Workers get restarted but there are no error messages etc

I can’t figure out why the workers are getting restarted or how can I get this information? It doesn’t show the stderr or anything.

All configurations are on default. And the task I’m trying to do is a simple text classification.

Because of these workers are getting restarted, with dask.config.set(scheduler='single-threaded'): gets completed faster than distributed.

Also the restarts are unpredictable; sometimes, with the same task, workers get restarted x times, sometimtes y times, etc.

Hi @daskee,

With distributed, you should be able to view the Worker logs through the dashboard, do you have access to it? You should also view the error logs if the computation crash too many times and is interrupted, but this seems not to be the case.

The most common case of Worker restart is a memory problem.

Aside from taht, it would be much easier to help with some reproducer, do you think you could build one?

Hi @guillaumeeb ,

Yes I’m monitoring the workers’ logs from e.g. http://127.0.0.1:8787/info/logs/tcp%3A%2F%2F127.0.0.1%3A43603.html during training. But despite of the nanny says “restarted”, it’s not actually the same worker. The worker gets shut down and another worker spawns to replace it with different port and fresh logs. So as soon as the worker gets “restarted”, the URL for worker logs I just write becomes unreachable.

This is a worker’s logs during training:

I also monitor the workers from http://127.0.0.1:8787/workers tab and the memory doesn’t seem to reach too high at all. You can see how they restarted (or “replaced”) here:
dask_restart

And a reproducer might be difficult to create because I read data from parquet which has text and label column. But the ending array is like this:
image

Hi, if I do the maths correctly, your output chunk sizes weight 45GiB! This is really huge and could clearly the cause of worker restarting.

Yes that’s a big sparse array, but:

  • Still, how could I see this without searching the problem, I mean there should be a log like " this worker has killed because it tried to allocate too much memory" or something?
  • If this is because of memory, how does it work with with dask.config.set(scheduler='single-threaded'): without any errors? I have 16G RAM
  • I tried:
x = x_train.rechunk(block_size_limit=100e6)
y = train['label'].to_dask_array(lengths=True)
y = y.rechunk((x.chunksize[0],))

does this make sense?

I guess it is crashing too fast while trying to allocate memory.

That is a really good question!

Yes it does, but ideally, you should configure appropriate chunk size when reading the data. How do you read input data in the first place?

The rechunk may arrive too late, after Dask tries to load a big chunk in memory before splitting it into smaller ones.

Hi, so sorry that I totally missed your comment.

I read data from partitioned parquet files. I repartitioned the data so that each part is 100 MB in size.

After transformation (preprocessing, vectorization etc.), it’s reasonable that the new vector array may have different sizes (in bytes) from the original files; it makes sense.

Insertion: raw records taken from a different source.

//! Shared game handle
//!
//! DESIGN
//! ======
//! The tick loop, the peer poller and input callbacks all mutate one `Game`.
//! It lives behind a single `Mutex`, and every operation takes that lock for
//! its whole duration so a tick, a command and a poll response never
//! interleave. Disk writes (high score, suspend snapshot) happen after the
//! lock is released so they never stall the tick loop.

use std::sync::atomic::{AtomicBool, Ordering};
use std::sync::{Arc, Mutex, MutexGuard, PoisonError};
use std::time::{Duration, Instant};

use crate::highscores::HighScoreStore;
use crate::input::Key;
use crate::peer::{POLL_CHECK_INTERVAL, PeerTransport, Poller};
use crate::persistence::{KeyValueStore, PersistError, load_snapshot, save_snapshot};
use crate::session::{Game, RenderView, TickOutcome};
use crate::settings::Settings;

/// Lock the game, recovering from a poisoned lock
pub(crate) fn lock_game(game: &Mutex<Game>) -> MutexGuard<'_, Game> {
    game.lock().unwrap_or_else(PoisonError::into_inner)
}

pub struct GameHandle {
    game: Arc<Mutex<Game>>,
    store: Arc<dyn KeyValueStore>,
    high_scores: HighScoreStore,
    transport: Arc<dyn PeerTransport>,
    poller: Option<Poller>,
    poll_check: Duration,
}

impl GameHandle {
    /// Single-player game, running, with the stored high score
    pub fn new(settings: &Settings, store: Arc<dyn KeyValueStore>, transport: Arc<dyn PeerTransport>) -> Self {
        let high_scores = HighScoreStore::new(store.clone());
        let game = Game::new(settings, high_scores.load(), Instant::now());
        Self {
            game: Arc::new(Mutex::new(game)),
            store,
            high_scores,
            transport,
            poller: None,
            poll_check: POLL_CHECK_INTERVAL,
        }
    }

    /// Override how often the poller checks for a due poll
    pub fn with_poll_check(mut self, every: Duration) -> Self {
        self.poll_check = every;
        self
    }

    pub fn game(&self) -> Arc<Mutex<Game>> {
        self.game.clone()
    }

    /// Run `f` under the game lock
    pub fn with<R>(&self, f: impl FnOnce(&mut Game) -> R) -> R {
        f(&mut lock_game(&self.game))
    }

    pub fn view(&self) -> RenderView {
        self.with(|g| g.view())
    }

    pub fn is_polling(&self) -> bool {
        self.poller.is_some()
    }

    // === Commands ===

    pub fn tick(&self, now: Instant) -> TickOutcome {
        let outcome = self.with(|g| g.tick(now));
        if let TickOutcome::Ended {
            new_high_score: Some(score),
            ..
        } = outcome
        {
            if let Err(e) = self.high_scores.save(score) {
                log::warn!("Failed to save high score: {e}");
            }
        }
        outcome
    }

    pub fn key(&self, key: Key) -> bool {
        self.with(|g| g.key(key, Instant::now()))
    }

    pub fn tap(&self) {
        self.with(|g| g.tap(Instant::now()));
    }

    pub fn drag_scroll(&self, dx: i32, dy: i32) {
        self.with(|g| g.drag_scroll(dx, dy));
    }

    pub fn start(&self) {
        self.with(|g| g.start(Instant::now()));
    }

    pub fn pause(&self) -> bool {
        self.with(|g| g.pause())
    }

    pub fn resume(&self) -> bool {
        self.with(|g| g.resume(Instant::now()))
    }

    /// Menu "new game". The old poller is stopped before the peer channel is
    /// replaced; a new one starts for two-player games.
    pub async fn new_game(&mut self, online: bool) {
        self.stop_poller().await;
        self.with(|g| g.new_game(online, Instant::now()));
        if online {
            self.start_poller();
        }
    }

    // === Suspend/resume ===

    /// Save the session for a later `resume_saved`
    pub fn suspend(&self) -> Result<(), PersistError> {
        let snapshot = self.with(|g| g.snapshot());
        save_snapshot(self.store.as_ref(), &snapshot)?;
        log::info!("Game saved");
        Ok(())
    }

    /// Pick up a suspended session. Returns whether one was restored.
    ///
    /// Nothing saved, or a saved game without a current ball, leaves the
    /// running game alone. A corrupt or inconsistent save is discarded and a
    /// fresh single-player game starts instead.
    pub async fn resume_saved(&mut self) -> bool {
        let snapshot = match load_snapshot(self.store.as_ref()) {
            Ok(Some(snapshot)) if snapshot.current.is_some() => snapshot,
            Ok(_) => {
                log::info!("No saved game to restore");
                return false;
            }
            Err(e) => {
                log::warn!("Discarding saved game: {e}");
                self.new_game(false).await;
                return false;
            }
        };

        self.stop_poller().await;
        let online = snapshot.play_online;
        match self.with(|g| g.restore(snapshot, Instant::now())) {
            Ok(()) => {
                if online {
                    self.start_poller();
                }
                true
            }
            Err(e) => {
                log::warn!("Discarding saved game: {e}");
                self.new_game(false).await;
                false
            }
        }
    }

    // === Loops ===

    /// Drive ticks until `should_run` clears, handing each frame's view to
    /// `on_frame`
    pub async fn run(&self, should_run: &AtomicBool, frame: Duration, mut on_frame: impl FnMut(&RenderView, TickOutcome)) {
        while should_run.load(Ordering::Relaxed) {
            let outcome = self.tick(Instant::now());
            on_frame(&self.view(), outcome);
            tokio::time::sleep(frame).await;
        }
    }

    fn start_poller(&mut self) {
        self.poller = Some(Poller::spawn(self.game.clone(), self.transport.clone(), self.poll_check));
    }

    async fn stop_poller(&mut self) {
        if let Some(poller) = self.poller.take() {
            poller.shutdown().await;
        }
    }

    /// Stop background work; call before dropping the handle
    pub async fn shutdown(&mut self) {
        self.stop_poller().await;
    }
}
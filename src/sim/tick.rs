//! One board advance
//!
//! Two policies, picked by the shooting flag:
//! - Drift: apply the pending move, clamp, test once, drift up a step.
//! - Launch: test repeatedly in the same tick until something is hit.

use glam::IVec2;
use rand::Rng;

use super::collision::{Collision, OpponentLink, detect_collision};
use super::state::BoardState;

/// Advance the board by one tick
///
/// The launch loop always terminates: every miss moves the ball one step
/// closer to the top margin, which counts as a hit.
pub fn advance(
    board: &mut BoardState,
    rng: &mut impl Rng,
    mut link: Option<&mut (dyn OpponentLink + '_)>,
) -> Option<Collision> {
    if !board.shooting {
        // Drag distances point the way the finger came from
        if let Some(ball) = board.current.as_mut() {
            let delta = board.pending_move;
            ball.pos = IVec2::new(ball.pos.x.saturating_sub(delta.x), ball.pos.y.saturating_sub(delta.y));
        }
        board.pending_move = IVec2::ZERO;
        board.clamp_current();
        return detect_collision(board, rng, link);
    }

    let mut hit = None;
    while hit.is_none() && board.current.is_some() {
        hit = detect_collision(board, rng, link.as_deref_mut());
    }
    board.shooting = false;
    hit
}
//! Runtime settings
//!
//! Loaded from a JSON file in the data directory; missing fields take their
//! defaults. A couple of environment variables override the file.

use std::path::{Path, PathBuf};
use std::time::Duration;

use serde::{Deserialize, Serialize};

use crate::consts::{POLL_MILLIS, RESUME_GRACE_MILLIS, TICK_MILLIS};

/// Default match server endpoint
pub const DEFAULT_SERVER_URL: &str = "http://mathuzzles.appspot.com/MultiPlay";

#[derive(Debug, Clone, Serialize, Deserialize)]
#[serde(default)]
pub struct Settings {
    // === Timing ===
    /// Minimum time between board ticks
    pub tick_millis: u64,
    /// Minimum time between peer polls
    pub poll_millis: u64,
    /// Clock offset applied when unpausing
    pub resume_grace_millis: u64,

    // === Two-player ===
    /// Match server endpoint; the query string is appended as-is
    pub server_url: String,
    /// Give up on a poll after this long
    pub request_timeout_secs: u64,

    // === Storage ===
    /// Where saved games and the high score live
    pub data_dir: PathBuf,

    /// Fixed RNG seed (random when unset)
    pub seed: Option<u64>,
}

impl Default for Settings {
    fn default() -> Self {
        Self {
            tick_millis: TICK_MILLIS,
            poll_millis: POLL_MILLIS,
            resume_grace_millis: RESUME_GRACE_MILLIS,

            server_url: DEFAULT_SERVER_URL.to_string(),
            request_timeout_secs: 10,

            data_dir: PathBuf::from(".rising_numbers"),

            seed: None,
        }
    }
}

impl Settings {
    /// File name looked up in the data directory
    pub const FILE_NAME: &'static str = "rising_numbers_settings.json";

    pub const ENV_SERVER_URL: &'static str = "RISING_NUMBERS_SERVER_URL";
    pub const ENV_DATA_DIR: &'static str = "RISING_NUMBERS_DATA_DIR";

    pub fn tick_period(&self) -> Duration {
        Duration::from_millis(self.tick_millis)
    }

    pub fn poll_period(&self) -> Duration {
        Duration::from_millis(self.poll_millis)
    }

    pub fn resume_grace(&self) -> Duration {
        Duration::from_millis(self.resume_grace_millis)
    }

    pub fn request_timeout(&self) -> Duration {
        Duration::from_secs(self.request_timeout_secs)
    }

    /// Parse settings JSON; absent fields keep their defaults
    pub fn from_json(json: &str) -> Result<Self, serde_json::Error> {
        serde_json::from_str(json)
    }

    /// Load from `<data_dir>/rising_numbers_settings.json`, then apply
    /// environment overrides. Falls back to defaults if the file is missing
    /// or invalid.
    pub fn load() -> Self {
        let data_dir = std::env::var_os(Self::ENV_DATA_DIR)
            .map(PathBuf::from)
            .unwrap_or_else(|| Self::default().data_dir);

        let mut settings = Self::load_file(&data_dir.join(Self::FILE_NAME));
        settings.data_dir = data_dir;
        if let Ok(url) = std::env::var(Self::ENV_SERVER_URL) {
            settings.server_url = url;
        }
        settings
    }

    fn load_file(path: &Path) -> Self {
        match std::fs::read_to_string(path) {
            Ok(json) => match Self::from_json(&json) {
                Ok(settings) => {
                    log::info!("Loaded settings from {}", path.display());
                    settings
                }
                Err(e) => {
                    log::warn!("Ignoring invalid settings file {}: {e}", path.display());
                    Self::default()
                }
            },
            Err(_) => {
                log::info!("Using default settings");
                Self::default()
            }
        }
    }
}
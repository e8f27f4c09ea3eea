//! Abstract input commands
//!
//! Whatever decodes keys and gestures maps them onto these before they reach
//! the game.

use glam::IVec2;

/// Keyboard command
#[derive(Debug, Clone, Copy, PartialEq, Eq)]
pub enum Key {
    /// Center / space
    Fire,
    /// Left / Q
    Left,
    /// Right / W
    Right,
    /// Up pauses
    Up,
    Other,
}

impl Key {
    pub fn from_name(name: &str) -> Self {
        match name.to_lowercase().as_str() {
            "space" | "center" | "fire" => Key::Fire,
            "left" | "q" => Key::Left,
            "right" | "w" => Key::Right,
            "up" => Key::Up,
            _ => Key::Other,
        }
    }
}

/// Drag distances as the gesture layer reports them; downward drags are
/// dropped so the ball can't be pushed back down
#[inline]
pub fn clamp_drag(dx: i32, dy: i32) -> IVec2 {
    IVec2::new(dx, dy.max(0))
}

#[cfg(test)]
mod tests {
    use super::*;

    #[test]
    fn test_key_names() {
        assert_eq!(Key::from_name("SPACE"), Key::Fire);
        assert_eq!(Key::from_name("center"), Key::Fire);
        assert_eq!(Key::from_name("q"), Key::Left);
        assert_eq!(Key::from_name("W"), Key::Right);
        assert_eq!(Key::from_name("up"), Key::Up);
        assert_eq!(Key::from_name("x"), Key::Other);
    }

    #[test]
    fn test_clamp_drag() {
        assert_eq!(clamp_drag(-4, -9), IVec2::new(-4, 0));
        assert_eq!(clamp_drag(5, 6), IVec2::new(5, 6));
    }
}
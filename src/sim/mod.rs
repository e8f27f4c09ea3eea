//! Board simulation module
//!
//! All gameplay rules live here. This module is pure and deterministic:
//! - Integer positions and values only
//! - Caller-supplied RNG and timestamps
//! - No rendering, network or platform dependencies

pub mod clock;
pub mod collision;
pub mod state;
pub mod tick;

pub use clock::GameClock;
pub use collision::{Collision, OpponentLink, balls_touch, detect_collision};
pub use state::{Ball, BoardState, random_value};
pub use tick::advance;
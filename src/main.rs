//! Rising Numbers entry point
//!
//! Headless driver: reads commands from stdin, ticks the game and prints the
//! board whenever something other than the rising ball changes.
//!
//! Commands: `left`, `right`, `fire`, `up`, `tap`, `drag <dx> <dy>`, `pause`,
//! `resume`, `start`, `online`, `local`, `save`, `quit`.

use std::sync::Arc;

use tokio::io::{AsyncBufReadExt, BufReader};
use tokio::sync::mpsc;

use rising_numbers::input::Key;
use rising_numbers::peer::HttpTransport;
use rising_numbers::persistence::FileStore;
use rising_numbers::session::TickOutcome;
use rising_numbers::{GameHandle, Mode, RenderView, Settings};

enum Command {
    Key(Key),
    Tap,
    Drag(i32, i32),
    Pause,
    Resume,
    Start,
    NewGame { online: bool },
    Save,
    Quit,
}

fn parse_command(line: &str) -> Option<Command> {
    let mut words = line.split_whitespace();
    let command = match words.next()? {
        "tap" => Command::Tap,
        "drag" => {
            let dx = words.next()?.parse().ok()?;
            let dy = words.next()?.parse().ok()?;
            Command::Drag(dx, dy)
        }
        "pause" => Command::Pause,
        "resume" => Command::Resume,
        "start" => Command::Start,
        "online" => Command::NewGame { online: true },
        "local" => Command::NewGame { online: false },
        "save" => Command::Save,
        "quit" | "exit" => Command::Quit,
        other => match Key::from_name(other) {
            Key::Other => return None,
            key => Command::Key(key),
        },
    };
    Some(command)
}

fn print_view(view: &RenderView) {
    let status = match view.mode {
        Mode::Running if view.waiting_for_opponent => "waiting for opponent",
        Mode::Running => "running",
        Mode::Paused => "paused",
        Mode::Over => "game over",
        Mode::Won => "you won",
    };
    println!("score {} (best {}) [{status}]", view.score, view.high_score);
    if let Some(ball) = view.current {
        println!("  current {} at ({}, {})", ball.value, ball.pos.x, ball.pos.y);
    }
    let queue: Vec<String> = view.queue.iter().map(|b| b.value.to_string()).collect();
    println!("  next [{}]", queue.join(" "));
    if view.online {
        let incoming: Vec<String> = view.incoming.iter().map(|b| b.value.to_string()).collect();
        println!("  incoming [{}]", incoming.join(" "));
    }
    println!("  {} balls on board", view.placed.len());
}

/// Ignores the current ball, which moves every tick
fn same_board(last: &RenderView, view: &RenderView) -> bool {
    last.placed == view.placed
        && last.queue == view.queue
        && last.score == view.score
        && last.mode == view.mode
        && last.waiting_for_opponent == view.waiting_for_opponent
        && last.incoming == view.incoming
}

async fn read_commands(tx: mpsc::UnboundedSender<Command>) {
    let mut lines = BufReader::new(tokio::io::stdin()).lines();
    loop {
        match lines.next_line().await {
            Ok(Some(line)) => match parse_command(&line) {
                Some(command) => {
                    if tx.send(command).is_err() {
                        break;
                    }
                }
                None => log::warn!("Unknown command: {}", line.trim()),
            },
            Ok(None) => {
                let _ = tx.send(Command::Quit);
                break;
            }
            Err(e) => {
                log::error!("Failed to read stdin: {e}");
                let _ = tx.send(Command::Quit);
                break;
            }
        }
    }
}

#[tokio::main]
async fn main() {
    env_logger::Builder::from_env(env_logger::Env::default().default_filter_or("info")).init();
    log::info!("Rising Numbers starting...");

    let settings = Settings::load();
    let store = Arc::new(FileStore::new(settings.data_dir.clone()));
    let transport = match HttpTransport::new(&settings.server_url, settings.request_timeout()) {
        Ok(transport) => Arc::new(transport),
        Err(e) => {
            log::error!("Failed to set up match transport: {e}");
            return;
        }
    };

    let mut handle = GameHandle::new(&settings, store, transport);
    if handle.resume_saved().await {
        log::info!("Picked up saved game");
    }

    let (tx, mut rx) = mpsc::unbounded_channel();
    tokio::spawn(read_commands(tx));

    let mut running = true;
    let frame = settings.tick_period();
    let mut last_view: Option<RenderView> = None;

    while running {
        while let Ok(command) = rx.try_recv() {
            match command {
                Command::Key(key) => {
                    handle.key(key);
                }
                Command::Tap => handle.tap(),
                Command::Drag(dx, dy) => handle.drag_scroll(dx, dy),
                Command::Pause => {
                    handle.pause();
                }
                Command::Resume => {
                    handle.resume();
                }
                Command::Start => handle.start(),
                Command::NewGame { online } => handle.new_game(online).await,
                Command::Save => {
                    if let Err(e) = handle.suspend() {
                        log::error!("Failed to save game: {e}");
                    }
                }
                Command::Quit => running = false,
            }
        }

        if let TickOutcome::Ended { won, .. } = handle.tick(std::time::Instant::now()) {
            println!("{}", if won { "You won!" } else { "Game over" });
        }

        let mut view = handle.view();
        let shown = last_view.as_ref().is_some_and(|last| same_board(last, &view));
        if !shown {
            print_view(&view);
        }
        view.current = None;
        last_view = Some(view);

        tokio::time::sleep(frame).await;
    }

    handle.with(|g| g.focus_lost());
    if let Err(e) = handle.suspend() {
        log::error!("Failed to save game: {e}");
    }
    handle.shutdown().await;
    log::info!("Bye");
}
//! High score storage
//!
//! A single integer, persisted through the key-value store under its own
//! key. Read when a session is set up, written when a session ends above it.

use std::sync::Arc;

use crate::persistence::{KeyValueStore, PersistError};

/// High score store
#[derive(Clone)]
pub struct HighScoreStore {
    store: Arc<dyn KeyValueStore>,
}

impl HighScoreStore {
    /// Store key
    const STORAGE_KEY: &'static str = "high_score";

    pub fn new(store: Arc<dyn KeyValueStore>) -> Self {
        Self { store }
    }

    /// Stored high score, or 0 when there is none
    pub fn load(&self) -> u64 {
        match self.try_load() {
            Ok(Some(score)) => {
                log::info!("Loaded high score {score}");
                score
            }
            Ok(None) => {
                log::info!("No high score found, starting fresh");
                0
            }
            Err(e) => {
                log::warn!("Ignoring unreadable high score: {e}");
                0
            }
        }
    }

    fn try_load(&self) -> Result<Option<u64>, PersistError> {
        match self.store.read(Self::STORAGE_KEY)? {
            Some(json) => Ok(Some(serde_json::from_str(&json)?)),
            None => Ok(None),
        }
    }

    pub fn save(&self, score: u64) -> Result<(), PersistError> {
        let json = serde_json::to_string(&score)?;
        self.store.write(Self::STORAGE_KEY, &json)?;
        log::info!("High score saved ({score})");
        Ok(())
    }
}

But the mystrey of my questions 1 and 2 still on :slight_smile:

What is the original partition size?

Yes but be careful, it must not be to big at this point!

The error might be triggered at operating system level, with an oom_killer mechanisms, leaving no chance to Dask to capture it.

Maybe it’s still a problem of chunk size, but less than the 45GiB I’m seeing above. Or it might mean it’s something totally different. The only way to know would be to have some reproducer with representative data sizes.